*** Supplied material ***

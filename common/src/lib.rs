//! Platform-agnostic core of the pulse sensor heart rate monitor.
//!
//! This crate contains the code shared between the Pico 2 firmware and the
//! desktop simulator:
//!
//! - [`config`]: Detector timing constants and [`DetectorConfig`]
//! - [`history`]: Fixed-capacity IBI history used for BPM smoothing
//! - [`detector`]: The per-tick beat detection state machine
//! - [`shared`]: Critical-section handoff between the sampler and readers
//! - [`reporter`]: Serial output formatting (Processing protocol / ASCII visual)
//! - [`waveform`]: Deterministic synthetic pulse waveforms
//!
//! # no_std Compatibility
//!
//! This crate is `no_std` and allocation-free. The detector is `const`
//! constructible so it can live in a `static` on the firmware side.
//!
//! # Testing
//!
//! ```bash
//! cargo test -p pulse-common
//! ```

// Use no_std only when NOT testing (tests need std for the test harness)
#![cfg_attr(not(test), no_std)]
// Crate-level lints
#![allow(clippy::cast_possible_truncation)]
#![allow(clippy::cast_precision_loss)]
#![allow(clippy::cast_possible_wrap)]
#![allow(clippy::cast_sign_loss)]

pub mod config;
pub mod detector;
pub mod history;
pub mod reporter;
pub mod shared;
pub mod waveform;

// Re-export commonly used items
pub use config::{ConfigError, DetectorConfig};
pub use detector::{BeatDetector, BeatEvent, DetectorSnapshot, TickOutcome};
pub use history::RateHistory;
pub use reporter::{BeatSource, OutputMode, Reporter, ReporterConfig};
pub use shared::SharedDetector;
pub use waveform::{Shape, Waveform};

*** End of Supplied material ***

• _Exercise brief_
The required answer is the number of lines in the listing above that contain the word "clippy", with nothing added.

• _Answer box_
4